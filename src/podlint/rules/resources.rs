//! `resources` with its `limits` and `requests` quantities.

use crate::podlint::checks::{self, UnitSet};
use crate::podlint::parser::Node;
use crate::podlint::rules::{FieldRule, Shape, apply_rules};
use crate::podlint::types::Diagnostics;

const RESOURCES_RULES: &[FieldRule] = &[
    FieldRule::optional("limits", Shape::Object, validate_quantities),
    FieldRule::optional("requests", Shape::Object, validate_quantities),
];

const QUANTITY_RULES: &[FieldRule] = &[
    FieldRule::optional("cpu", Shape::Integer, check_cpu),
    FieldRule::optional("memory", Shape::String, check_memory),
];

pub fn validate_resources(resources: &Node, sink: &mut Diagnostics) {
    apply_rules(RESOURCES_RULES, resources, sink);
}

fn validate_quantities(quantities: &Node, sink: &mut Diagnostics) {
    apply_rules(QUANTITY_RULES, quantities, sink);
}

/// Whole cores, no upper bound.
fn check_cpu(node: &Node, sink: &mut Diagnostics) {
    sink.record(checks::int_in_range(node, "cpu", 0, None));
}

fn check_memory(node: &Node, sink: &mut Diagnostics) {
    sink.record(checks::quantity(node, "memory", UnitSet::Binary));
}
use serde::{Deserialize, Serialize};

use crate::podlint::OutputFormat;

/// Main configuration structure
#[derive(Debug, Clone, Default, PartialEq, Serialize, Deserialize)]
#[serde(default)]
pub struct Config {
    pub output: OutputConfig,
    pub lint: LintConfig,
}

/// Output configuration
#[derive(Debug, Clone, Default, PartialEq, Serialize, Deserialize)]
#[serde(default)]
pub struct OutputConfig {
    pub format: OutputFormat,
}

/// File selection configuration
#[derive(Debug, Clone, Default, PartialEq, Serialize, Deserialize)]
#[serde(default)]
pub struct LintConfig {
    /// Patterns for files to skip. `*` is a wildcard; other patterns match
    /// as substrings of the path.
    pub exclude: Vec<String>,
}

impl LintConfig {
    /// Check if a file path should be excluded.
    pub fn is_excluded(&self, path: &str) -> bool {
        for pattern in &self.exclude {
            if pattern.contains('*') {
                let pattern_regex = regex::escape(pattern).replace(r"\*", ".*");
                if let Ok(re) = regex::Regex::new(&format!("^{}$", pattern_regex))
                    && re.is_match(path)
                {
                    return true;
                }
            } else if path.contains(pattern.as_str()) {
                return true;
            }
        }
        false
    }
}
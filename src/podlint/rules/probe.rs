//! `readinessProbe` / `livenessProbe`.

use crate::podlint::checks;
use crate::podlint::parser::Node;
use crate::podlint::rules::{FieldRule, Shape, apply_rules, check_port};
use crate::podlint::types::Diagnostics;

const PROBE_RULES: &[FieldRule] = &[FieldRule::required(
    "httpGet",
    Shape::Object,
    validate_http_get,
)];

const HTTP_GET_RULES: &[FieldRule] = &[
    FieldRule::required("path", Shape::String, check_path),
    FieldRule::required("port", Shape::Integer, check_http_port),
];

pub fn validate_probe(probe: &Node, sink: &mut Diagnostics) {
    apply_rules(PROBE_RULES, probe, sink);
}

fn validate_http_get(http_get: &Node, sink: &mut Diagnostics) {
    apply_rules(HTTP_GET_RULES, http_get, sink);
}

fn check_path(node: &Node, sink: &mut Diagnostics) {
    sink.record(checks::absolute_path(node, "path"));
}

fn check_http_port(node: &Node, sink: &mut Diagnostics) {
    check_port(node, "port", sink);
}
//! YAML parser for Pod manifests.
//!
//! Builds a line-annotated [`Node`] tree per document from `yaml-rust2`'s
//! event stream. Scalar kinds are resolved from syntax here, so a quoted
//! `"80"` stays a string for every later check.

pub mod node;

pub use node::{Node, NodeKind, Scalar, ScalarKind};

use std::collections::HashMap;

use yaml_rust2::Yaml;
use yaml_rust2::parser::{Event, MarkedEventReceiver, Parser, Tag};
use yaml_rust2::scanner::{Marker, ScanError, TScalarStyle};

/// Error type for parsing.
#[derive(Debug, Clone, PartialEq, Eq, thiserror::Error)]
pub enum ParseError {
    #[error("{message}")]
    Syntax { line: u32, message: String },
}

impl ParseError {
    /// Best-effort source line of the error.
    pub fn line(&self) -> u32 {
        match self {
            Self::Syntax { line, .. } => *line,
        }
    }
}

impl From<ScanError> for ParseError {
    fn from(err: ScanError) -> Self {
        Self::Syntax {
            line: (err.marker().line() as u32).max(1),
            message: err.info().to_string(),
        }
    }
}

/// Handle the parser gives `!!` tags once resolved.
const CORE_TAG_PREFIX: &str = "tag:yaml.org,2002:";

/// Parse every document in `content`.
///
/// Documents without content (an empty stream, comments only, a trailing
/// `---`) are dropped, so such input yields an empty list.
pub fn parse_documents(content: &str) -> Result<Vec<Node>, ParseError> {
    let mut builder = TreeBuilder::default();
    let mut parser = Parser::new_from_str(content);
    parser.load(&mut builder, true)?;
    Ok(builder.documents)
}

/// Infer the kind of a scalar from its tag and presentation.
///
/// A core-schema tag (`!!str`, `!!int`, ...) decides the kind. Otherwise only
/// plain scalars are resolved; quoted and block scalars are strings.
fn infer_kind(text: &str, style: TScalarStyle, tag: Option<&Tag>) -> ScalarKind {
    if let Some(kind) = tag.and_then(|tag| tagged_kind(text, tag)) {
        return kind;
    }
    if style != TScalarStyle::Plain {
        return ScalarKind::String;
    }
    match text {
        "" | "~" | "null" | "Null" | "NULL" => return ScalarKind::Null,
        _ => {}
    }
    match Yaml::from_str(text) {
        Yaml::Integer(value) => ScalarKind::Integer(value),
        Yaml::Real(_) => ScalarKind::Float,
        Yaml::Boolean(_) => ScalarKind::Boolean,
        Yaml::Null => ScalarKind::Null,
        _ => ScalarKind::String,
    }
}

/// Kind forced by a core-schema tag. Unknown and local tags fall through.
fn tagged_kind(text: &str, tag: &Tag) -> Option<ScalarKind> {
    if tag.handle != CORE_TAG_PREFIX {
        return None;
    }
    let kind = match tag.suffix.as_str() {
        "str" => ScalarKind::String,
        "int" => match Yaml::from_str(text) {
            Yaml::Integer(value) => ScalarKind::Integer(value),
            _ => ScalarKind::String,
        },
        "float" => ScalarKind::Float,
        "bool" => ScalarKind::Boolean,
        "null" => ScalarKind::Null,
        _ => return None,
    };
    Some(kind)
}

/// A collection whose closing event has not been seen yet.
enum Frame {
    Sequence {
        line: u32,
        anchor: usize,
        items: Vec<Node>,
    },
    Mapping {
        line: u32,
        anchor: usize,
        entries: Vec<(Node, Node)>,
        pending_key: Option<Node>,
    },
}

#[derive(Default)]
struct TreeBuilder {
    documents: Vec<Node>,
    stack: Vec<Frame>,
    anchors: HashMap<usize, Node>,
}

impl TreeBuilder {
    /// Attach a finished node to its parent, or emit it as a document root.
    fn attach(&mut self, node: Node, anchor: usize) {
        if anchor > 0 {
            self.anchors.insert(anchor, node.clone());
        }
        match self.stack.last_mut() {
            None => self.documents.push(node),
            Some(Frame::Sequence { items, .. }) => items.push(node),
            Some(Frame::Mapping {
                entries,
                pending_key,
                ..
            }) => match pending_key.take() {
                Some(key) => entries.push((key, node)),
                None => *pending_key = Some(node),
            },
        }
    }

    fn close(&mut self) {
        let Some(frame) = self.stack.pop() else {
            return;
        };
        let (node, anchor) = match frame {
            Frame::Sequence {
                line,
                anchor,
                items,
            } => (Node::sequence(items, line), anchor),
            Frame::Mapping {
                line,
                anchor,
                entries,
                ..
            } => (Node::mapping(entries, line), anchor),
        };
        self.attach(node, anchor);
    }
}

impl MarkedEventReceiver for TreeBuilder {
    fn on_event(&mut self, event: Event, mark: Marker) {
        let line = (mark.line() as u32).max(1);
        match event {
            Event::Scalar(text, style, anchor, tag) => {
                // The parser's stand-in for a missing value is the only
                // plain scalar with empty text.
                let implicit = text.is_empty() && style == TScalarStyle::Plain;
                if implicit && anchor == 0 && tag.is_none() && self.stack.is_empty() {
                    return;
                }
                let kind = infer_kind(&text, style, tag.as_ref());
                let line = match self.stack.last() {
                    Some(Frame::Mapping {
                        pending_key: Some(key),
                        ..
                    }) if implicit => key.line,
                    _ => line,
                };
                self.attach(Node::scalar(text, kind, line), anchor);
            }
            Event::SequenceStart(anchor, _) => self.stack.push(Frame::Sequence {
                line,
                anchor,
                items: Vec::new(),
            }),
            Event::MappingStart(anchor, _) => self.stack.push(Frame::Mapping {
                line,
                anchor,
                entries: Vec::new(),
                pending_key: None,
            }),
            Event::SequenceEnd | Event::MappingEnd => self.close(),
            Event::Alias(id) => {
                let node = self
                    .anchors
                    .get(&id)
                    .cloned()
                    .unwrap_or_else(|| Node::scalar("", ScalarKind::Null, line));
                self.attach(node, 0);
            }
            _ => {}
        }
    }
}

#[cfg(test)]
mod tests {
    use super::*;

    fn parse_one(yaml: &str) -> Node {
        let mut docs = parse_documents(yaml).unwrap();
        assert_eq!(docs.len(), 1);
        docs.remove(0)
    }

    fn kind_of(doc: &Node, key: &str) -> ScalarKind {
        doc.get(key).and_then(Node::as_scalar).unwrap().kind
    }

    #[test]
    fn test_scalar_kinds_follow_syntax() {
        let doc = parse_one(
            r#"plain_int: 80
quoted_int: "80"
single_quoted: '80'
hex: 0x1F
float: 1.5
flag: true
nothing: ~
empty:
word: nginx
"#,
        );
        assert_eq!(kind_of(&doc, "plain_int"), ScalarKind::Integer(80));
        assert_eq!(kind_of(&doc, "quoted_int"), ScalarKind::String);
        assert_eq!(kind_of(&doc, "single_quoted"), ScalarKind::String);
        assert_eq!(kind_of(&doc, "hex"), ScalarKind::Integer(31));
        assert_eq!(kind_of(&doc, "float"), ScalarKind::Float);
        assert_eq!(kind_of(&doc, "flag"), ScalarKind::Boolean);
        assert_eq!(kind_of(&doc, "nothing"), ScalarKind::Null);
        assert_eq!(kind_of(&doc, "empty"), ScalarKind::Null);
        assert_eq!(kind_of(&doc, "word"), ScalarKind::String);
    }

    #[test]
    fn test_core_tags_override_syntax() {
        let doc = parse_one(
            r#"tagged_str: !!str 80
tagged_int: !!int "80"
tagged_bad_int: !!int eighty
tagged_float: !!float 1
tagged_bool: !!bool "true"
tagged_null: !!null ""
local: !custom 80
"#,
        );
        assert_eq!(kind_of(&doc, "tagged_str"), ScalarKind::String);
        assert_eq!(kind_of(&doc, "tagged_int"), ScalarKind::Integer(80));
        assert_eq!(kind_of(&doc, "tagged_bad_int"), ScalarKind::String);
        assert_eq!(kind_of(&doc, "tagged_float"), ScalarKind::Float);
        assert_eq!(kind_of(&doc, "tagged_bool"), ScalarKind::Boolean);
        assert_eq!(kind_of(&doc, "tagged_null"), ScalarKind::Null);
        assert_eq!(kind_of(&doc, "local"), ScalarKind::Integer(80));
    }

    #[test]
    fn test_missing_value_takes_key_line() {
        let doc = parse_one("a: 1
resources:
b: 2
");
        let (key, value) = doc.entry("resources").unwrap();
        assert!(value.is_empty_scalar());
        assert_eq!(value.line, key.line);
    }

    #[test]
    fn test_scalar_lines_are_one_based() {
        let doc = parse_one(
            r#"apiVersion: v1
kind: Pod
metadata:
  name: web
"#,
        );
        assert_eq!(doc.get("apiVersion").unwrap().line, 1);
        assert_eq!(doc.get("kind").unwrap().line, 2);
        let (key, _) = doc.entry("metadata").unwrap();
        assert_eq!(key.line, 3);
        assert_eq!(doc.get("metadata").unwrap().get("name").unwrap().line, 4);
    }

    #[test]
    fn test_preserves_key_order_and_nesting() {
        let doc = parse_one(
            r#"spec:
  containers:
    - name: a
    - name: b
"#,
        );
        let containers = doc
            .get("spec")
            .and_then(|s| s.get("containers"))
            .and_then(Node::as_sequence)
            .unwrap();
        let names: Vec<&str> = containers
            .iter()
            .filter_map(|c| c.get("name").and_then(Node::as_str))
            .collect();
        assert_eq!(names, vec!["a", "b"]);
        assert_eq!(containers[1].get("name").unwrap().line, 4);
    }

    #[test]
    fn test_multiple_documents() {
        let docs = parse_documents("kind: Pod\n---\nkind: Pod\n").unwrap();
        assert_eq!(docs.len(), 2);
        assert_eq!(docs[1].get("kind").unwrap().line, 3);
    }

    #[test]
    fn test_empty_input_has_no_documents() {
        assert!(parse_documents("").unwrap().is_empty());
        assert!(parse_documents("# only a comment\n").unwrap().is_empty());
        assert!(parse_documents("---\n").unwrap().is_empty());
    }

    #[test]
    fn test_documents_without_content_are_dropped() {
        let docs = parse_documents("kind: Pod\n---\n").unwrap();
        assert_eq!(docs.len(), 1);

        let docs = parse_documents("kind: Pod\n---\n# trailing comment\n---\nkind: Pod\n").unwrap();
        assert_eq!(docs.len(), 2);
        assert_eq!(docs[1].get("kind").unwrap().line, 5);
    }

    #[test]
    fn test_explicit_null_document_is_kept() {
        let docs = parse_documents("kind: Pod\n---\n~\n").unwrap();
        assert_eq!(docs.len(), 2);
        assert!(docs[1].is_empty_scalar());
    }

    #[test]
    fn test_alias_resolves_to_anchor() {
        let doc = parse_one(
            r#"base: &port 8080
copy: *port
"#,
        );
        assert_eq!(kind_of(&doc, "copy"), ScalarKind::Integer(8080));
    }

    #[test]
    fn test_syntax_error_reports_line() {
        let err = parse_documents("kind: Pod\nmetadata: [unclosed\n").unwrap_err();
        assert!(err.line() >= 2);
        assert!(!err.to_string().is_empty());
    }
}
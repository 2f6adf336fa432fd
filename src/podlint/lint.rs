//! Main validation orchestration.
//!
//! Parses the source, walks every document with the schema rules and
//! collects the diagnostics of one file into a [`LintResult`].

use std::io::Read;
use std::path::Path;

use crate::error::Result;
use crate::podlint::parser::{Node, parse_documents};
use crate::podlint::rules::document::validate_document;
use crate::podlint::types::{Diagnostic, Diagnostics};

/// Label used for content that did not come from a file.
pub const INLINE_LABEL: &str = "<inline>";
/// Label used for standard input.
pub const STDIN_LABEL: &str = "<stdin>";

/// Result of validating one file.
#[derive(Debug, Clone, PartialEq, Eq)]
pub struct LintResult {
    /// The file label diagnostics are reported against.
    pub file_path: String,
    /// Diagnostics in traversal order.
    pub diagnostics: Vec<Diagnostic>,
    /// Number of documents that were validated.
    pub document_count: usize,
}

impl LintResult {
    /// Create a new empty result.
    pub fn new(file_path: impl Into<String>) -> Self {
        Self {
            file_path: file_path.into(),
            diagnostics: Vec::new(),
            document_count: 0,
        }
    }

    pub fn has_failures(&self) -> bool {
        !self.diagnostics.is_empty()
    }
}

/// Validate manifest text.
pub fn lint(content: &str) -> LintResult {
    lint_with_path(content, INLINE_LABEL)
}

/// Validate manifest text, reporting against `path`.
///
/// A syntax error yields a single `parse error` diagnostic and no
/// validation; an input without documents yields `document is empty`.
pub fn lint_with_path(content: &str, path: &str) -> LintResult {
    match parse_documents(content) {
        Ok(documents) if documents.is_empty() => {
            log::debug!("{}: no documents", path);
            let mut result = LintResult::new(path);
            result.diagnostics.push(Diagnostic::new(1, "document is empty"));
            result
        }
        Ok(documents) => lint_documents(&documents, path),
        Err(err) => {
            log::debug!("{}: parse failed: {}", path, err);
            let mut result = LintResult::new(path);
            result
                .diagnostics
                .push(Diagnostic::new(err.line(), format!("parse error: {}", err)));
            result
        }
    }
}

/// Validate already parsed documents, sharing one sink across them.
pub fn lint_documents(documents: &[Node], path: &str) -> LintResult {
    log::debug!("Validating {} document(s) in {}", documents.len(), path);

    let mut sink = Diagnostics::new();
    for document in documents {
        validate_document(document, &mut sink);
    }

    LintResult {
        file_path: path.to_string(),
        diagnostics: sink.into_vec(),
        document_count: documents.len(),
    }
}

/// Validate a manifest file.
pub fn lint_file(path: &Path) -> Result<LintResult> {
    let content = std::fs::read_to_string(path)?;
    Ok(lint_with_path(&content, &path.display().to_string()))
}

/// Validate a manifest read from `reader` (e.g. stdin).
pub fn lint_reader(mut reader: impl Read, label: &str) -> Result<LintResult> {
    let mut content = String::new();
    reader.read_to_string(&mut content)?;
    Ok(lint_with_path(&content, label))
}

• • • • •

Only the lines from the line with "a manifest read" to the final line of the entries are to be returned, each exactly as written, both ends included.

### Solution to the exercise:
/// Validate a manifest read from `reader` (e.g. stdin).
pub fn lint_reader(mut reader: impl Read, label: &str) -> Result<LintResult> {
    let mut content = String::new();
    reader.read_to_string(&mut content)?;
    Ok(lint_with_path(&content, label))
}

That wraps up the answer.